1

I have a text file that looks like the following:

Line 1
Line 2
Line 3
Line 4
Line 5
filename2.tif;Smpl/Pix & Bits/Smpl are missing.

There are 5 lines that are always the same, and on the 6th line is where I want to start reading data. Upon reading data, each line (starting from line 6) is delimited by semicolons. I need to just get the first entry of each line (starting on line 6).

For example:

Line 1
Line 2
Line 3
Line 4
Line 5
filename2.tif;Smpl/Pix & Bits/Smpl are missing.
filename4.tif;Smpl/Pix & Bits/Smpl are missing.
filename6.tif;Smpl/Pix & Bits/Smpl are missing.
filename8.tif;Smpl/Pix & Bits/Smpl are missing.  

Output desired would be:

filename2.tif
filename4.tif
filename6.tif
filename8.tif

Is this possible, and if so, where do I begin?

drewrockshard
  • 2,043
  • 10
  • 35
  • 47
  • 1
    It's possible. Do you have any code yet? – aschepler Nov 24 '10 at 23:34
  • Yes and no. Not for this yet - but I have 300+ lines of code that I'm trying to implement this into. It's basically a new feature I'm trying to implement to process files from a text file that already exists. – drewrockshard Nov 24 '10 at 23:37
  • The answer to   ̲a̲l̲l̲  questions beginning, *“In Perl, ¿can I do …?”* is **“¡Yes!”** However, the answer to some of these continues with **“Yes, but ….”** – tchrist Nov 24 '10 at 23:55

3 Answers3

4

This uses the Perl 'autosplit' (or 'awk') mode:

perl -n -F'/;/' -a -e 'next if $. <= 5; print "$F[0]\n";' < data.file

See 'perlrun' and 'perlvar'.


If you need to do this in a function which is given a file handle and a number of lines to skip, then you won't be using the Perl 'autosplit' mode.

sub skip_N_lines_read_column_1
{
    my($fh, $N) = @_;
    my $i = 0;
    my @files = ();
    while (my $line = <$fh>)
    {
        next if $i++ < $N;
        my($file) = split /;/, $line;
        push @files, $file;
    }
    return @files;
}

This initializes a loop, reads lines, skipping the first N of them, then splitting the line and capturing the first result only. That line with my($file) = split... is subtle; the parentheses mean that the split has a list context, so it generates a list of values (rather than a count of values) and assigns the first to the variable. If the parentheses were omitted, you would be providing a scalar context to a list operator, so you'd get the number of fields in the split output assigned to $file - not what you needed. The file name is appended to the end of the array, and the array is returned. Since the code did not open the file handle, it does not close it. An alternative interface would pass the file name (instead of an open file handle) into the function. You'd then open and close the file in the function, worrying about error handling.
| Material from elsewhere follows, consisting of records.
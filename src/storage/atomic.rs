//! Crash-safe file writes via temp-file-and-rename.

use std::fs::{self, OpenOptions};
use std::io::Write;
use std::path::{Path, PathBuf};

use uuid::Uuid;

use crate::errors::StorageError;

/// Write `bytes` to `path` atomically.
///
/// The content goes to a uniquely named sibling first and is renamed into
/// place; readers only ever observe the old or the new file. The temporary
/// file is removed on any failure.
pub fn write_atomic(path: &Path, bytes: &[u8]) -> Result<(), StorageError> {
    let parent = parent_dir(path);
    fs::create_dir_all(&parent).map_err(|e| StorageError::io(&parent, e))?;

    let tmp_path = temp_sibling(path, &parent)?;
    let result = write_and_rename(&tmp_path, path, bytes);
    if let Err(e) = result {
        let _ = fs::remove_file(&tmp_path);
        return Err(StorageError::io(path, e));
    }
    Ok(())
}

fn write_and_rename(tmp_path: &Path, path: &Path, bytes: &[u8]) -> std::io::Result<()> {
    let mut file = OpenOptions::new()
        .write(true)
        .create_new(true)
        .open(tmp_path)?;
    file.write_all(bytes)?;
    file.sync_all()?;
    drop(file);
    fs::rename(tmp_path, path)
}

fn parent_dir(path: &Path) -> PathBuf {
    match path.parent() {
        Some(p) if !p.as_os_str().is_empty() => p.to_path_buf(),
        _ => PathBuf::from("."),
    }
}

fn temp_sibling(path: &Path, parent: &Path) -> Result<PathBuf, StorageError> {
    let name = path.file_name().ok_or_else(|| {
        StorageError::io(
            path,
            std::io::Error::new(std::io::ErrorKind::InvalidInput, "path has no file name"),
        )
    })?;
    Ok(parent.join(format!(
        ".{}.{}.{}.tmp",
        name.to_string_lossy(),
        std::process::id(),
        Uuid::new_v4().simple()
    )))
}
And if you need the help with opening the file, etc, then:

use Carp;

sub open_skip_read
{
    my($name) = @_;
    open my $fh, '<', $name or croak "Failed to open file $name ($!)";
    my @list = skip_N_lines_read_column_1($fh, 5);
    close $fh or croak "Failed to close file $name ($!)";
    return @list;
}
Jonathan Leffler
  • 730,956
  • 141
  • 904
  • 1,278
  • +1. Best answer, really. I have to rescue the perl part of my brain :) – Diego Sevilla Nov 25 '10 at 00:09
  • How would I write this in a script, and not in a command line, and read in from an open file handle of a file that already exists? – drewrockshard Nov 25 '10 at 00:13
  • @Jonathan: It scares me that perl knows to gobble your slash delimiters around the separator. I didn’t know it did that! – tchrist Nov 25 '10 at 00:40
  • @tchrist: See perl run...no, I mean, see 'perlrun'... '-Fpattern specifies the pattern to split on if -a is also in effect. The pattern may be surrounded by // , "" , or '' , otherwise it will be put in single quotes. You can't use literal whitespace in the pattern.' I didn't really need the slashes in this example. – Jonathan Leffler Nov 25 '10 at 00:56
  • I'm getting closer. I changed the last part of the open_skip_read subroutine to `return $list[0];` and now it outputs the filename. The problem is that only one filename is returned, but there's more results. I need it to return every match it comes against. – drewrockshard Nov 25 '10 at 02:43
  • Figured it out; ran it through a foreach loop and that did the trick. I really appreciate your help on this one - this was definitely the better answer. – drewrockshard Nov 25 '10 at 02:52
2

Kinda ugly but, read out the dummy lines and then split on ; for the rest of them.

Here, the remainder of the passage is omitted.